How to complete this task: Could you find every line in the records below that contains the word "config" and copy it?

#### Supplied material

// ---------------------------------------------------------------------
// The driver: one cooperative task that owns the state machine.
// ---------------------------------------------------------------------

async fn drive(
    shared: Arc<Shared>,
    mut user_rx: mpsc::UnboundedReceiver<String>,
    mut plan_rx: mpsc::UnboundedReceiver<PlanDecision>,
    cancel: CancellationToken,
) {
    let mut stop_rx = shared.stop_tx.subscribe();
    stop_rx.borrow_and_update();

    shared.emit(OfficeEvent::ManagerStarted);
    shared.set_phase(ManagerPhase::Clarifying);

    let config = shared.config_snapshot();
    let settings = ManagerSettings::from_config(&config);
    let system_prompt = manager_system_prompt(&config);
    match ManagerAgent::connect(shared.gateway.clone(), settings, system_prompt).await {
        Ok(manager) => *shared.manager.lock().await = Some(manager),
        Err(ManagerCallError::Cancelled) => return,
        Err(ManagerCallError::Failed(message)) => {
            shared.fail_fatal(&message);
            return;
        }
    }

    // --- Clarification ---
    let objective = config.master_prompt.clone();
    let mut outcome = {
        let mut guard = shared.manager.lock().await;
        let Some(manager) = guard.as_mut() else { return };
        match manager.clarify_objective(&objective, &cancel).await {
            Ok(outcome) => outcome,
            Err(ManagerCallError::Cancelled) => return,
            Err(ManagerCallError::Failed(message)) => {
                shared.fail_fatal(&message);
                return;
            }
        }
    };
    loop {
        match outcome {
            ClarifyOutcome::Ready => break,
            ClarifyOutcome::Question(question) => {
                shared.emit(OfficeEvent::ClarificationRequested {
                    question: question.clone(),
                });
                shared.emit(OfficeEvent::ChatMessageAdded {
                    message: ChatMessage::manager(&question),
                });
                let answer = tokio::select! {
                    biased;
                    _ = cancel.cancelled() => return,
                    _ = stop_rx.changed() => {
                        shared.finalize_stopped();
                        return;
                    }
                    answer = user_rx.recv() => match answer {
                        Some(answer) => answer,
                        None => return,
                    },
                };
                shared
                    .context
                    .lock()
                    .unwrap()
                    .record_clarification(&question, &answer);
                outcome = {
                    let mut guard = shared.manager.lock().await;
                    let Some(manager) = guard.as_mut() else { return };
                    match manager.answer_clarification(&answer, &cancel).await {
                        Ok(outcome) => outcome,
                        Err(ManagerCallError::Cancelled) => return,
                        Err(ManagerCallError::Failed(message)) => {
                            shared.fail_fatal(&message);
                            return;
                        }
                    }
                };
            }
        }
    }

    // --- Planning and approval ---
    let mut feedback: Option<String> = None;
    loop {
        shared.set_phase(ManagerPhase::Planning);
        let plan = {
            let mut guard = shared.manager.lock().await;
            let Some(manager) = guard.as_mut() else { return };
            match manager.create_plan(feedback.as_deref(), &cancel).await {
                Ok(plan) => plan,
                Err(ManagerCallError::Cancelled) => return,
                Err(ManagerCallError::Failed(message)) => {
                    shared.fail_fatal(&message);
                    return;
                }
            }
        };
        shared.emit(OfficeEvent::ChatMessageAdded {
            message: ChatMessage::manager(&plan),
        });

        let decision = if config.auto_approve_plan {
            shared.set_phase(ManagerPhase::AwaitingApproval);
            PlanDecision::Approved
        } else {
            // Stale decisions from an earlier round do not apply; drain
            // before the phase change opens the approval window.
            while plan_rx.try_recv().is_ok() {}
            shared.set_phase(ManagerPhase::AwaitingApproval);
            tokio::select! {
                biased;
                _ = cancel.cancelled() => return,
                _ = stop_rx.changed() => {
                    shared.finalize_stopped();
                    return;
                }
                decision = plan_rx.recv() => match decision {
                    Some(decision) => decision,
                    None => return,
                },
            }
        };
        match decision {
            PlanDecision::Approved => {
                shared.context.lock().unwrap().approved_plan = Some(plan.clone());
                if let Some(manager) = shared.manager.lock().await.as_mut() {
                    manager.set_approved_plan(&plan);
                }
                break;
            }
            PlanDecision::Rejected(text) => feedback = Some(text),
        }
    }

    // --- The iteration loop ---
    let mut iteration: u64 = 1;
    loop {
        if cancel.is_cancelled() {
            return;
        }
        if shared.stopping() {
            shared.finalize_stopped();
            return;
        }

        // Injected instructions apply exactly once, at the iteration top.
        {
            let mut context = shared.context.lock().unwrap();
            let drained = context.drain_injected();
            if !drained.is_empty() {
                debug!("applied {} injected instruction(s)", drained.len());
            }
            context.last_iteration_start = Some(Utc::now());
        }
        shared.emit(OfficeEvent::IterationStarted { iteration });
        let started_ts = Utc::now();

        // FetchingEvents
        shared.set_phase(ManagerPhase::FetchingEvents);
        let fetch = {
            let mut guard = shared.manager.lock().await;
            let Some(manager) = guard.as_mut() else { return };
            match manager.fetch_events(iteration, &cancel).await {
                Ok(fetch) => fetch,
                Err(ManagerCallError::Cancelled) => return,
                Err(ManagerCallError::Failed(message)) => {
                    shared.fail_fatal(&message);
                    return;
                }
            }
        };
        if fetch.parse_failed {
            // Non-fatal: logged, and the iteration continues with nothing.
            shared.emit(OfficeEvent::ManagerError {
                message: "event fetch returned no parseable JSON; continuing with zero events"
                    .to_string(),
            });
        }
        if let Some(commentary) = &fetch.commentary {
            shared.emit(OfficeEvent::Commentary {
                text: commentary.clone(),
            });
        }

        let events_discovered = fetch.events.len();
        let mut fresh_events = Vec::new();
        let mut duplicate_decisions = Vec::new();
        {
            let mut context = shared.context.lock().unwrap();
            for event in fetch.events {
                if context.mark_event_seen(&event.event_id) {
                    fresh_events.push(event);
                } else {
                    duplicate_decisions.push(SchedulingDecision {
                        ts: Utc::now(),
                        task_id: event.event_id.clone(),
                        task_title: event.title.clone(),
                        action: SchedulingAction::SkippedDuplicate,
                        reason: "event already handled in a previous iteration".to_string(),
                        assigned_assistant_index: None,
                        queue_position_at_time: 0,
                        available_assistants_at_time: 0,
                    });
                }
            }
        }

        let report = if fresh_events.is_empty() {
            shared.emit(OfficeEvent::NoEventsFound { iteration });
            IterationReport {
                iteration,
                started_ts,
                completed_ts: Utc::now(),
                events_discovered,
                tasks_created: 0,
                tasks_succeeded: 0,
                tasks_failed: 0,
                tasks_cancelled: 0,
                detailed_results: Vec::new(),
                narrative_summary: "No events discovered; nothing to schedule.".to_string(),
                recommendations: String::new(),
                scheduling_log: duplicate_decisions,
            }
        } else {
            shared.emit(OfficeEvent::EventsFetched {
                iteration,
                count: fresh_events.len(),
            });

            // Scheduling
            shared.set_phase(ManagerPhase::Scheduling);
            let config = shared.config_snapshot();
            let effective_prompt = shared.context.lock().unwrap().effective_prompt.clone();
            let tasks: Vec<AssistantTask> = fresh_events
                .iter()
                .map(|event| build_task(event, iteration, &effective_prompt))
                .collect();
            for task in &tasks {
                shared.emit(OfficeEvent::TaskCreated {
                    task_id: task.task_id.clone(),
                    title: task.title.clone(),
                    priority: task.priority,
                });
            }

            // Executing
            shared.set_phase(ManagerPhase::Executing);
            let settings = PoolSettings::from_config(&config);
            let outcome = shared.pool.execute_batch(tasks, &settings, &cancel).await;
            if cancel.is_cancelled() {
                return;
            }

            // Aggregating — runs even when the pool succeeded at nothing.
            shared.set_phase(ManagerPhase::Aggregating);
            shared.emit(OfficeEvent::AggregationStarted { iteration });
            let learnings_snapshot = shared.context.lock().unwrap().learnings.clone();
            let aggregation = {
                let mut guard = shared.manager.lock().await;
                let Some(manager) = guard.as_mut() else { return };
                match manager
                    .aggregate(iteration, &outcome.results, &learnings_snapshot, &cancel)
                    .await
                {
                    Ok(aggregation) => aggregation,
                    Err(ManagerCallError::Cancelled) => return,
                    Err(ManagerCallError::Failed(message)) => {
                        shared.fail_fatal(&message);
                        return;
                    }
                }
            };
            shared
                .context
                .lock()
                .unwrap()
                .add_learnings(&aggregation.learnings);

            let mut scheduling_log = duplicate_decisions;
            scheduling_log.extend(outcome.decisions.clone());
            IterationReport {
                iteration,
                started_ts,
                completed_ts: Utc::now(),
                events_discovered,
                tasks_created: outcome.tasks.len(),
                tasks_succeeded: outcome.succeeded(),
                tasks_failed: outcome.failed(),
                tasks_cancelled: outcome.cancelled(),
                detailed_results: outcome.results,
                narrative_summary: aggregation.narrative_summary,
                recommendations: aggregation.recommendations,
                scheduling_log,
            }
        };

        debug_assert!(report.terminal_counts_consistent());
        shared.emit(OfficeEvent::ReportGenerated { iteration });
        shared.emit(OfficeEvent::IterationCompleted {
            report: Box::new(report.clone()),
        });

        // Knowledge brief: roll in the summary, then ask the manager for a
        // fresh executive compression. A failed compression is non-fatal.
        let iteration_learnings: Vec<String> = shared.context.lock().unwrap().learnings.clone();
        shared
            .brief
            .absorb_iteration(report.narrative_summary.clone(), &iteration_learnings);
        if report.tasks_created > 0 {
            let compressed = {
                let mut guard = shared.manager.lock().await;
                match guard.as_mut() {
                    Some(manager) => manager.compress_brief(iteration, &cancel).await,
                    None => return,
                }
            };
            match compressed {
                Ok(text) => shared.brief.set_executive(&text),
                Err(ManagerCallError::Cancelled) => return,
                Err(ManagerCallError::Failed(message)) => {
                    warn!("brief compression failed ({}); keeping local summary", message);
                }
            }
        }
        let executive = shared.brief.executive_summary();
        {
            let mut context = shared.context.lock().unwrap();
            context.previous_iteration_summary = if executive.is_empty() {
                Some(report.narrative_summary.clone())
            } else {
                Some(executive.clone())
            };
            context.completed_iterations = iteration;
        }
        if let Some(manager) = shared.manager.lock().await.as_mut() {
            if executive.is_empty() {
                manager.set_previous_summary(&report.narrative_summary);
            } else {
                manager.set_previous_summary(&executive);
            }
        }
        shared.history.lock().unwrap().push(report);

        if shared.stopping() {
            // Stop drains the iteration and skips Resting.
            shared.finalize_stopped();
            return;
        }

        // Resting
        shared.set_phase(ManagerPhase::Resting);
        let config = shared.config_snapshot();
        let rest = shared
            .pending_pause
            .lock()
            .unwrap()
            .take()
            .unwrap_or_else(|| config.interval());
        {
            let mut context = shared.context.lock().unwrap();
            context.next_iteration_due =
                Some(Utc::now() + chrono::Duration::seconds(rest.as_secs() as i64));
        }
        shared.emit(OfficeEvent::RestStarted {
            duration_secs: rest.as_secs(),
        });
        let outcome = shared.scheduler.wait_for_next(rest, &cancel, &shared.bus).await;
        shared.emit(OfficeEvent::RestCompleted {
            reason: outcome.reason().to_string(),
        });
        if outcome == WaitOutcome::Aborted {
            return;
        }
        if shared.stopping() {
            shared.finalize_stopped();
            return;
        }
        iteration += 1;
    }
}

########

Written answer:
    let config = shared.config_snapshot();
    let settings = ManagerSettings::from_config(&config);
    let system_prompt = manager_system_prompt(&config);
    let objective = config.master_prompt.clone();
        let decision = if config.auto_approve_plan {
            let config = shared.config_snapshot();
            let settings = PoolSettings::from_config(&config);
        let config = shared.config_snapshot();
            .unwrap_or_else(|| config.interval());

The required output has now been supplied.